Sienna Ramirez said she wanted to be a superstar since she was in preschool. Someone who had their name on display somewhere or had their image “on a big screen,” she said.
She described herself as the type of person in school who was at the back of the classroom, doodling in their notes and on their homework. When she was 13 years old, she took notice of how her art would affect people when she gifted it to them.
“I had made someone like a plushie or an illustration and/or an illustration of their own characters, and I was like ‘I could make people happy with this’,” she said. “This is something I could put my energy into.”
Ramirez, second-year student at Long Beach State majoring in pre-studio art, spent this last summer finishing up multiple projects. Describing themself as a multimedia artist, Ramirez’s works range from acrylic paintings to hand-sewn plushies and more. She even handmade a mask for the “Monsterpalooza” convention, reminiscent of the Ghostface mask from the “Scream” movie franchise.
“I gotta keep up,” she said, “Can’t get all rusty you know?”
When time came to apply for colleges in high school, Ramirez said she knew a number of their peers who were hesitant to declare a major or even attend university after graduating, some opting to attend community college until they had figured out what they really wanted to do.
“But for me, when I was picking it was like there was no thought in my mind, it was art immediately,” she said.
Ramirez wasn’t the only CSULB artist keeping busy this summer.
Julia Russell and Kendall Chatham were also preoccupied but for a different form of art. Russell, a third-year, and Chatham, a fourth-year, both majoring in Bachelor of Fine Arts, have been creating their own choreographed dances for the upcoming CSULB Department of Dance show, “Variance,” since late spring of this year, according to the associate professor of dance Rebecca Lemme.
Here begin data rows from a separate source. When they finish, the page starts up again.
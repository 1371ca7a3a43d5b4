use std::sync::Arc;

use crate::db::DbPool;
use crate::fanout::FanoutDispatcher;
use crate::presence::PresenceRegistry;

/// Shared application state passed to all handlers via axum State extractor.
#[derive(Clone)]
pub struct AppState {
    /// SQLite connection wrapped in Arc<Mutex>
    pub db: DbPool,
    /// In-memory registry of online users and their connections
    pub presence: Arc<PresenceRegistry>,
    /// Best-effort delivery of persisted records to live connections
    pub dispatcher: Arc<FanoutDispatcher>,
}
Russell said that during the summer she and her group rehearsed for two hours every Thursday, eventually upping it to three hours, all while working as a dance instructor. She said one of the challenges she experienced while choreographing her piece was facing imposter syndrome.
“I found out I got in the BFA program and I found out I was doing this piece like within a couple months of each other and I always dreamed of choreographing for the show,” she said. “So it just came a lot sooner than I thought it would.”
One of the other challenges Russell faced was also trying to work around everyone’s summer schedules so they would be able to rehearse enough. However, despite the challenges she faced, Russell said she found motivation through professor Lemme.
“I just I respect her so much and I have watched so much of her work, and I love it,” Russell said, “And so I think that’s really kept me motivated, wanting to impress my professors, because I think that they have a lot of confidence in me that sometimes I don’t have for myself.”
Chatham choreographed with her dancers in California via video rehearsals from her home in Mansfield, Texas. One of her dancers dropped out of the show during the summer, but an understudy was able to fill in the role.
“That was one [challenge] but she kind of just fit in perfectly,” she said.
Chatham plans on using her piece in the show to help apply for graduate school with hopes of getting into the University of Texas, Austin to eventually earn a Master’s Degree in dance.
“I think I will love to see it and I will probably have a weight lifted off of me,” she said.